Data for review

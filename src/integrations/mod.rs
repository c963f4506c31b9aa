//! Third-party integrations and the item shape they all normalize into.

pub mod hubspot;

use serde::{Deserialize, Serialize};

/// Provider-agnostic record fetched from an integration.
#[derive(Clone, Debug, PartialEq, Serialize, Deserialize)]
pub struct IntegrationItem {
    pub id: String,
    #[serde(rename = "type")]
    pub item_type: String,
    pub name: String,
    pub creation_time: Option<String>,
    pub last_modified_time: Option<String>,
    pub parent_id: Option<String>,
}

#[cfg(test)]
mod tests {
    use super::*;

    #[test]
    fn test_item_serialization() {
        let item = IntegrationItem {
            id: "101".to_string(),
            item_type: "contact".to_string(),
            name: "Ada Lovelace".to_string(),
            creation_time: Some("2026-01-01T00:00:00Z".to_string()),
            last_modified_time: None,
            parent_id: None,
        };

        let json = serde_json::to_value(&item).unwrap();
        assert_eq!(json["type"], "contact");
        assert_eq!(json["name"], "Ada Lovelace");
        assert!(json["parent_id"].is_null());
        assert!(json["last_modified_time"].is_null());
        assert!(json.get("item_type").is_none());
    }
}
--
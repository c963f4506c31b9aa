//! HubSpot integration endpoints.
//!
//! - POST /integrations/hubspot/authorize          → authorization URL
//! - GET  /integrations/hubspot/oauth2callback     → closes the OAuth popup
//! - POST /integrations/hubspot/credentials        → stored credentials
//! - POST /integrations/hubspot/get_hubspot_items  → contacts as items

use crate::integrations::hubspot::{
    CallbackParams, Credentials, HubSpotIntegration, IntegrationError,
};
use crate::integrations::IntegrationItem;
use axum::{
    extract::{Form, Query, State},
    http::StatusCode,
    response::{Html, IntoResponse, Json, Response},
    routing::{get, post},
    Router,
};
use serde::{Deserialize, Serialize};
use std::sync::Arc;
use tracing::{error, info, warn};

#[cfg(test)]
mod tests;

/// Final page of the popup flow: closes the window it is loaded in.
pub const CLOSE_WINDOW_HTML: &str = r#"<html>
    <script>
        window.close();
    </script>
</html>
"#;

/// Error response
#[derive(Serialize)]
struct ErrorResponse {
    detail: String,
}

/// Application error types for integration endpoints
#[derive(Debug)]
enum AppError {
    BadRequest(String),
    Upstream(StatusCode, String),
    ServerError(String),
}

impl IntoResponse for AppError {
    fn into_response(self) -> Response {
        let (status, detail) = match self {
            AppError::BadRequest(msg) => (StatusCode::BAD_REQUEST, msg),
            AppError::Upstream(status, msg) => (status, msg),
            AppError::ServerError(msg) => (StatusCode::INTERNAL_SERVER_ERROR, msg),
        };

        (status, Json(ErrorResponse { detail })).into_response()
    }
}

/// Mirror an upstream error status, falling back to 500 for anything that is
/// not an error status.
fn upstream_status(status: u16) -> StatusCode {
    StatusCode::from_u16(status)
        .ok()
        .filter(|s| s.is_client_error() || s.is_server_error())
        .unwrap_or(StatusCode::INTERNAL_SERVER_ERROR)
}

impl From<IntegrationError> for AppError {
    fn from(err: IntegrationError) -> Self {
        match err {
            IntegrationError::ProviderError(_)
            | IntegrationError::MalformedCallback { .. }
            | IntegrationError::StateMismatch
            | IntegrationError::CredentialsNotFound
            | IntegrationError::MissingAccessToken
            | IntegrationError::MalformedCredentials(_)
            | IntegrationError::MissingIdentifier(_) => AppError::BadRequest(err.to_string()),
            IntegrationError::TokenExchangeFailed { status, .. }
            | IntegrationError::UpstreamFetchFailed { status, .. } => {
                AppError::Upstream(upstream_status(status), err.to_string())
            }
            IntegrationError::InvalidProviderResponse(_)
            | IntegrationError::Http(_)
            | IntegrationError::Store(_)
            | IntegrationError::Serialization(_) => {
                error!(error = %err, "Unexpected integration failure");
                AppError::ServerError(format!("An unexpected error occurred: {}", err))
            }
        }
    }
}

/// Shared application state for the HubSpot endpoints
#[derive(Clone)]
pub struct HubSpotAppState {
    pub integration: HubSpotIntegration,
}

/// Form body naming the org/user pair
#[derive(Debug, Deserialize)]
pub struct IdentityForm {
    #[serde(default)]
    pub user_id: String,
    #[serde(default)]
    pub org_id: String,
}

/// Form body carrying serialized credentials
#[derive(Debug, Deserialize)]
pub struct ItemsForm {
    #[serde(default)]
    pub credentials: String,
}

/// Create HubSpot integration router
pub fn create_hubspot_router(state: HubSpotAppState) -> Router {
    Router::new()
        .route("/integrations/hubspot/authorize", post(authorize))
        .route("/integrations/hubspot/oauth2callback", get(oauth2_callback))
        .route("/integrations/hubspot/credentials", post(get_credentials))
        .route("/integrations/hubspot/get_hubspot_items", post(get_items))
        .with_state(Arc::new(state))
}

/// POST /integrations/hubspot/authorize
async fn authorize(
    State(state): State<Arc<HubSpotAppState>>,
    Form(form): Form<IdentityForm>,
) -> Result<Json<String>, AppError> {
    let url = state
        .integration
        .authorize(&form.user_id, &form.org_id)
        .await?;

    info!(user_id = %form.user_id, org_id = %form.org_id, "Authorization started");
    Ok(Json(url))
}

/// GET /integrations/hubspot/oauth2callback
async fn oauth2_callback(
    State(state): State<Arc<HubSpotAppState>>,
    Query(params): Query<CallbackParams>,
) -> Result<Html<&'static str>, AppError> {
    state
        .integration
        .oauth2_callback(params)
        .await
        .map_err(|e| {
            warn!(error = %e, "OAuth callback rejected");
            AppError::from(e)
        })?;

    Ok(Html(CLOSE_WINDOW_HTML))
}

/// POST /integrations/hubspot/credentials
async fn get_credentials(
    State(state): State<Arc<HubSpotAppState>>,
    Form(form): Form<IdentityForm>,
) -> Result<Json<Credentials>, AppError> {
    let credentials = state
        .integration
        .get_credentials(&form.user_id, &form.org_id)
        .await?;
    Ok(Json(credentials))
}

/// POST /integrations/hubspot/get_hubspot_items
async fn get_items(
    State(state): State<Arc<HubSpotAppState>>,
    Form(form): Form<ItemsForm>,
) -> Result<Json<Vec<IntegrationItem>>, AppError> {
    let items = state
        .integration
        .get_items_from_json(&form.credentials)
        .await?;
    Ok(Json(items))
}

Task item
From the records above, copy only the lines starting with the line that holds "filename src/integrations/mod.rs" and going on through the line that holds "let item = IntegrationItem", exactly as written.

Solution to the problem
filename src/integrations/mod.rs
repository c963f4506c31b9aa
//! Third-party integrations and the item shape they all normalize into.

pub mod hubspot;

use serde::{Deserialize, Serialize};

/// Provider-agnostic record fetched from an integration.
#[derive(Clone, Debug, PartialEq, Serialize, Deserialize)]
pub struct IntegrationItem {
    pub id: String,
    #[serde(rename = "type")]
    pub item_type: String,
    pub name: String,
    pub creation_time: Option<String>,
    pub last_modified_time: Option<String>,
    pub parent_id: Option<String>,
}

#[cfg(test)]
mod tests {
    use super::*;

    #[test]
    fn test_item_serialization() {
        let item = IntegrationItem {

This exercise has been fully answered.